TASK TO COMPLETE: An exact, complete copy of the entries that follow is needed.

DATA TO USE:
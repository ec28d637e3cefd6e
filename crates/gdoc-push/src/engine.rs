//! Diff pipeline orchestration.
//!
//! parse both documents → index the pristine tree → diff → walk.

use serde_json::Value;

use gdoc_diff::{ChangeNode, TreeDiffer};
use gdoc_model::{BlockIndexer, BlockParser, Result, StyleSheet};
use gdoc_requests::{ContentGenerator, RequestWalker, StructuralGenerator, TableGenerator};

/// Runs the full diff pipeline on a pair of document XML strings.
pub struct DiffEngine;

impl DiffEngine {
    /// Diff two documents and return `(requests, change_tree)`.
    ///
    /// The request list is already in execution order; an empty list means
    /// the documents are equivalent.
    pub fn diff(
        &self,
        pristine_xml: &str,
        current_xml: &str,
        _pristine_styles: Option<&str>,
        current_styles: Option<&str>,
    ) -> Result<(Vec<Value>, ChangeNode)> {
        let parser = BlockParser;
        let mut pristine_doc = parser.parse(pristine_xml)?;
        let current_doc = parser.parse(current_xml)?;

        BlockIndexer.compute(&mut pristine_doc);

        let change_tree = TreeDiffer.diff(&pristine_doc, &current_doc);

        let sheet = StyleSheet::parse_opt(current_styles)?;
        let content_gen = ContentGenerator::new(sheet.text_styles);
        let table_gen = TableGenerator::new(&content_gen, sheet.cell_styles);
        let walker = RequestWalker::new(&content_gen, table_gen, StructuralGenerator);
        let requests = walker.walk(&change_tree)?;

        tracing::debug!(
            target: "engine",
            tabs = change_tree.children.len(),
            requests = requests.len(),
            "diff complete"
        );

        Ok((requests, change_tree))
    }
}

EXERCISE SOLUTION:
repository ec28d637e3cefd6e
filename crates/gdoc-push/src/engine.rs
//! Diff pipeline orchestration.
//!
//! parse both documents → index the pristine tree → diff → walk.

use serde_json::Value;

use gdoc_diff::{ChangeNode, TreeDiffer};
use gdoc_model::{BlockIndexer, BlockParser, Result, StyleSheet};
use gdoc_requests::{ContentGenerator, RequestWalker, StructuralGenerator, TableGenerator};

/// Runs the full diff pipeline on a pair of document XML strings.
pub struct DiffEngine;

impl DiffEngine {
    /// Diff two documents and return `(requests, change_tree)`.
    ///
    /// The request list is already in execution order; an empty list means
    /// the documents are equivalent.
    pub fn diff(
        &self,
        pristine_xml: &str,
        current_xml: &str,
        _pristine_styles: Option<&str>,
        current_styles: Option<&str>,
    ) -> Result<(Vec<Value>, ChangeNode)> {
        let parser = BlockParser;
        let mut pristine_doc = parser.parse(pristine_xml)?;
        let current_doc = parser.parse(current_xml)?;

        BlockIndexer.compute(&mut pristine_doc);

        let change_tree = TreeDiffer.diff(&pristine_doc, &current_doc);

        let sheet = StyleSheet::parse_opt(current_styles)?;
        let content_gen = ContentGenerator::new(sheet.text_styles);
        let table_gen = TableGenerator::new(&content_gen, sheet.cell_styles);
        let walker = RequestWalker::new(&content_gen, table_gen, StructuralGenerator);
        let requests = walker.walk(&change_tree)?;

        tracing::debug!(
            target: "engine",
            tabs = change_tree.children.len(),
            requests = requests.len(),
            "diff complete"
        );

        Ok((requests, change_tree))
    }
}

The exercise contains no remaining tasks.